You definitely should go with 25's. So should most people really but bigger people for sure.


----------



## jct78 (Dec 12, 2011)

blew off my gp 4000s 25mm over the weekend. i was running it at 120 psi on a fulcrum 6 rear wheel with 28 spokes. the tire had less than 400 miles on it.

i was riding 19mph downhill on a roughish road. i weight 220 lbs. I ride light IMHO and don't take a lot of risks...especially on roads i've never descended.

i'm still trying to figure out if it was an error on my part due to pressure too high or a possible tire defect or crappy wheel.

either way i need a new tire, rear wheel, and skin on my arms and ass.


----------



## darwinosx (Oct 12, 2010)

Well that sucks. Wouldn't think it was the pressure since Conti recommends up to 120 psi. That looks like some serious damage to the tire. I've used Conti 25's for years and never had any issues but thats not really helpful.


----------



## jiznake (Jan 24, 2012)

IMHO, I don't think you were running the pressure too high unless it was 120 psi at 30°F and and it was 120°F outside. The pressure is pretty much dead on where it should be from that tire drop chart, and within the max tire pressure. Beyond that, hard to say what would cause that.


----------



## stevesbike (Jun 3, 2002)

it was caused by the tube being pinched between wheel and tire. The rip is post-blowout and comes from braking without air pressure. The other way this can happen is if the tire is loose fitting on the rim and you run high pressure. Too bad to hear you went down - clinchers are nasty with blowouts at speed (been there done that).


----------



## NJBiker72 (Jul 9, 2011)

stevesbike said:


> it was caused by the tube being pinched between wheel and tire. The rip is post-blowout and comes from braking without air pressure. The other way this can happen is if the tire is loose fitting on the rim and you run high pressure. Too bad to hear you went down - clinchers are nasty with blowouts at speed (been there done that).

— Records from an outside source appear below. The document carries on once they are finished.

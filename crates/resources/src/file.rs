//! Parsers for the on-disk container formats: map files, volume records,
//! and loose patch files.

pub(crate) mod map;
pub(crate) mod patch;
pub(crate) mod volume;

Wouldn't that happen before 400 miles?


----------



## zender (Jun 20, 2009)

stevesbike said:


> it was caused by the tube being pinched between wheel and tire. The rip is post-blowout and comes from braking without air pressure. The other way this can happen is if the tire is loose fitting on the rim and you run high pressure. Too bad to hear you went down - clinchers are nasty with blowouts at speed (been there done that).


This was the first thought I had too. But, the times I've had a tube blow a tire off the rim from pinching, it happens during or immediately after inflation. You think braking, and therefore heating the rim, can put a tiny amount of pinched tube over the brink and blow off like that on a descent?


----------



## jct78 (Dec 12, 2011)

zender said:


> This was the first thought I had too. But, the times I've had a tube blow a tire off the rim from pinching, it happens during or immediately after inflation. You think braking, and therefore heating the rim, can put a tiny amount of pinched tube over the brink and blow off like that on a descent?



thanks for the replies guys. it's been informative.

the tube was also blown to smithereens. it was installed on wednesday night and ridden 22 miles with lots of climbs and fast descents.


----------



## NJBiker72 (Jul 9, 2011)

jct78 said:


> thanks for the replies guys. it's been informative.
> 
> the tube was also blown to smithereens. it was installed on wednesday night and ridden 22 miles with lots of climbs and fast descents.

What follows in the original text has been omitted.